With people’s lifespans lengthening, retirement for many doesn’t translate to readiness for a senior living community. Instead, some are turning to virtual retirement villages, and Fox Business questions in a recent article whether they’re the “future of retirement.”
In the case of Mary Flournoy, a 67-year-old profiled in the Fox Business article, the Philadelphian didn’t want to leave her home and was intrigued by a newly-starting East Falls virtual retirement community.
“The organization—East Falls Village—offered many of the amenities available at a real retirement home, such as regular dinners together, cultural outings and ride services, but allowed residents to stay where they lived,” says the article.
Flournoy paid the $125 annual fee along with more than 150 other residents in the community.
Virtual retirement villages—many part of the official Village network—range in size with a median 96 members in 2012, up from 72 the previous year, according to a 2012 Rutgers University study.

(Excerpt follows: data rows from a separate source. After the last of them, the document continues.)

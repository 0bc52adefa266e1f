//! Helpers for tests that need a real kernel.

use std::{
    process::Command,
    sync::atomic::{AtomicU32, Ordering},
};

static NAME_COUNTER: AtomicU32 = AtomicU32::new(0);

/// Returns `true` if the environment supports namespace-based tests
/// (requires the `ip` tool and root or passwordless `sudo`).
pub fn check_privileges() -> bool {
    let has_ip = Command::new("ip").arg("netns").output().is_ok_and(|o| o.status.success());
    if !has_ip {
        return false;
    }

    if nix::unistd::geteuid().is_root() {
        return true;
    }

    Command::new("sudo")
        .args(["-n", "ip", "netns", "list"])
        .output()
        .is_ok_and(|o| o.status.success())
}

/// Generate a unique name safe for parallel tests.
///
/// Combines prefix + PID + atomic counter, truncated to 15 chars.
pub fn unique_name(prefix: &str) -> String {
    let seq = NAME_COUNTER.fetch_add(1, Ordering::Relaxed);
    let pid = std::process::id() % 0xffff;
    let mut name = format!("{prefix}_{pid:x}_{seq}");
    name.truncate(crate::MAX_DEVICE_NAME_LEN);
    name
}
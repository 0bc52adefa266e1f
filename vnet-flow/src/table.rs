use std::collections::BTreeSet;

use pnet::util::MacAddr;
use rustc_hash::FxHashMap;
use tracing::{debug, trace};

use crate::{Action, FlowMatch, FlowRule, PacketFields, PortNo, Priority, Result};

/// The forwarding decision for a single packet.
#[derive(Debug, Clone, PartialEq, Eq)]
pub enum Decision {
    Drop,
    Output(PortNo),
    /// Sent out of every listed port. The ingress port is never listed.
    Flood(Vec<PortNo>),
}

impl Decision {
    /// The egress ports of this decision, in ascending order.
    pub fn ports(&self) -> Vec<PortNo> {
        match self {
            Self::Drop => Vec::new(),
            Self::Output(port) => vec![*port],
            Self::Flood(ports) => ports.clone(),
        }
    }

    pub fn is_drop(&self) -> bool {
        matches!(self, Self::Drop)
    }
}

/// The flow table of a single switch.
///
/// Rules are kept in evaluation order: descending priority, then installation order. The
/// learning table maps source MAC addresses to the port they were last seen on, and is only
/// fed by packets that reach the normal pipeline.
#[derive(Debug, Clone)]
pub struct FlowTable {
    rules: Vec<FlowRule>,
    ports: BTreeSet<PortNo>,
    learning: bool,
    learned: FxHashMap<MacAddr, PortNo>,
}

impl Default for FlowTable {
    fn default() -> Self {
        Self::new()
    }
}

impl FlowTable {
    /// Creates an empty table with learning enabled.
    pub fn new() -> Self {
        Self {
            rules: Vec::new(),
            ports: BTreeSet::new(),
            learning: true,
            learned: FxHashMap::default(),
        }
    }

    pub fn with_ports(ports: impl IntoIterator<Item = PortNo>) -> Self {
        let mut table = Self::new();
        table.ports.extend(ports);
        table
    }

    pub fn learning(&self) -> bool {
        self.learning
    }

    /// Turns learning on or off. Turning it off forgets every binding.
    pub fn set_learning(&mut self, enabled: bool) {
        self.learning = enabled;
        if !enabled {
            self.learned.clear();
        }
    }

    /// Adds a port. Returns `false` if it was already present.
    pub fn add_port(&mut self, port: PortNo) -> bool {
        self.ports.insert(port)
    }

    /// Removes a port and forgets every binding learned on it. Rules referencing the port are
    /// kept; outputs to it drop until the port comes back.
    pub fn remove_port(&mut self, port: PortNo) -> bool {
        self.learned.retain(|_, bound| *bound != port);
        self.ports.remove(&port)
    }

    pub fn ports(&self) -> impl Iterator<Item = PortNo> + '_ {
        self.ports.iter().copied()
    }

    pub fn has_port(&self, port: PortNo) -> bool {
        self.ports.contains(&port)
    }

    /// Installs a rule. A rule with the same priority and match is replaced in place and
    /// returned.
    pub fn install(&mut self, rule: FlowRule) -> Result<Option<FlowRule>> {
        rule.validate()?;
        let replaced = insert(&mut self.rules, normalize(rule));
        debug!(%rule, replaced = replaced.is_some(), "installed flow");
        Ok(replaced)
    }

    /// Removes the rule with exactly this priority and match.
    pub fn remove(&mut self, priority: Priority, matcher: &FlowMatch) -> Option<FlowRule> {
        let matcher = matcher.normalized();
        let pos = self.rules.iter().position(|r| r.priority == priority && r.matcher == matcher)?;
        let rule = self.rules.remove(pos);
        debug!(%rule, "removed flow");
        Some(rule)
    }

    /// Replaces every rule with `rules`. The batch is validated first: on error the table is
    /// left untouched.
    pub fn replace_all(&mut self, rules: impl IntoIterator<Item = FlowRule>) -> Result<()> {
        let mut next = Vec::new();
        for rule in rules {
            rule.validate()?;
            insert(&mut next, normalize(rule));
        }

        debug!(count = next.len(), "replaced flow table");
        self.rules = next;
        Ok(())
    }

    /// Removes every explicit rule, leaving only the normal pipeline. Learned bindings are
    /// kept.
    pub fn clear(&mut self) {
        self.rules.clear();
    }

    /// The explicit rules, in evaluation order.
    pub fn rules(&self) -> &[FlowRule] {
        &self.rules
    }

    pub fn len(&self) -> usize {
        self.rules.len()
    }

    pub fn is_empty(&self) -> bool {
        self.rules.is_empty()
    }

    /// The port learned for `mac`, if any.
    pub fn learned_port(&self, mac: MacAddr) -> Option<PortNo> {
        self.learned.get(&mac).copied()
    }

    /// Decides where a packet arriving on `ingress` goes.
    pub fn evaluate(&mut self, ingress: PortNo, fields: &PacketFields) -> Decision {
        let hit = self.rules.iter().find(|r| r.matcher.matches(ingress, fields));
        trace!(ingress, rule = ?hit, "evaluating packet");

        match hit.map(|r| r.action) {
            Some(Action::Drop) => Decision::Drop,
            Some(Action::Output(port)) => self.output(ingress, port),
            Some(Action::Flood) => self.flood(ingress),
            Some(Action::Normal) | None => self.normal(ingress, fields),
        }
    }

    fn output(&self, ingress: PortNo, port: PortNo) -> Decision {
        if port == ingress || !self.ports.contains(&port) {
            Decision::Drop
        } else {
            Decision::Output(port)
        }
    }

    fn flood(&self, ingress: PortNo) -> Decision {
        let ports: Vec<_> = self.ports().filter(|p| *p != ingress).collect();
        if ports.is_empty() {
            Decision::Drop
        } else {
            Decision::Flood(ports)
        }
    }

    fn normal(&mut self, ingress: PortNo, fields: &PacketFields) -> Decision {
        if !self.learning {
            return self.flood(ingress);
        }

        if let Some(src) = fields.eth_src.filter(|mac| is_unicast(*mac)) {
            if self.ports.contains(&ingress) {
                self.learned.insert(src, ingress);
            }
        }

        match fields.eth_dst.and_then(|dst| self.learned_port(dst)) {
            Some(port) => self.output(ingress, port),
            None => self.flood(ingress),
        }
    }
}

fn normalize(mut rule: FlowRule) -> FlowRule {
    rule.matcher = rule.matcher.normalized();
    rule
}

/// Inserts `rule` after every rule of higher or equal priority, or replaces the rule with the
/// same priority and match.
fn insert(rules: &mut Vec<FlowRule>, rule: FlowRule) -> Option<FlowRule> {
    if let Some(existing) =
        rules.iter_mut().find(|r| r.priority == rule.priority && r.matcher == rule.matcher)
    {
        return Some(std::mem::replace(existing, rule));
    }

    let pos = rules.partition_point(|r| r.priority >= rule.priority);
    rules.insert(pos, rule);
    None
}

const fn is_unicast(mac: MacAddr) -> bool {
    mac.0 & 0x01 == 0
}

“Studies have shown that a vast majority of older adults want to remain living in their homes, in their communities as they age. This is where they raised their children, where their friends are, where they know their pharmacist and doctor, and like the restaurants, stores and culture of their community. No one wants to have to leave that,” says Natalie Galucia, member services coordinator of the Village to Village Network, told Fox Business.
Common traits of villages include offering a list of “preferred service providers” to residents; running transportation networks; and sponsoring social events, says the article.
“One of the main goals of the Village to Village Network is so that people don’t have to reinvent the wheel,” Galucia told Fox Business. “We want to share what villages have already learned with those who are getting started.”